What to do: Beneath this task are records; print exactly the stretch of them from the line with "function in TEA)" through the line with "list state exists.", both ends included.

Extracted records

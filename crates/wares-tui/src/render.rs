//! Main render/view function (View in TEA pattern)

use ratatui::style::Style;
use ratatui::widgets::Block;
use ratatui::Frame;

use wares_app::state::AppState;

use crate::layout;
use crate::theme::Palette;
use crate::widgets::{ErrorBanner, LoadingIndicator, ProductList, SearchBar, StatusBar};

/// Render the complete UI (View function in TEA)
///
/// Pure state -> pixels: derives the filtered view from the store and the
/// live query on every call, then branches on the load state. While
/// Loading the list is suppressed in favor of the indicator; while Failed
/// the banner sits above whatever stale list state exists.
pub fn view(frame: &mut Frame, state: &AppState, palette: &Palette) {
    let area = frame.area();

    // Fill the terminal with the theme background
    let bg_block = Block::default().style(Style::default().bg(palette.background));
    frame.render_widget(bg_block, area);

    let areas = layout::create(area, state.load_state.is_failed());

    let visible = state.visible();
    let shown = visible.len();
    let total = state.products.len();

    let search_bar = SearchBar::new(&state.search, palette).with_counts(shown, total);
    frame.render_widget(search_bar, areas.search);

    if let Some(message) = state.load_state.error_message() {
        frame.render_widget(ErrorBanner::new(message, palette), areas.banner);
    }

    if state.load_state.is_loading() {
        frame.render_widget(
            LoadingIndicator::new(state.spinner_frame, palette),
            areas.body,
        );
    } else {
        let list = ProductList::new(&visible, palette)
            .selected(state.selected)
            .query(&state.search.query);
        frame.render_widget(list, areas.body);
    }

    let status = StatusBar::new(&state.load_state, palette).with_counts(shown, total);
    frame.render_widget(status, areas.status);
}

Problem solution:
/// Render the complete UI (View function in TEA)
///
/// Pure state -> pixels: derives the filtered view from the store and the
/// live query on every call, then branches on the load state. While
/// Loading the list is suppressed in favor of the indicator; while Failed
/// the banner sits above whatever stale list state exists.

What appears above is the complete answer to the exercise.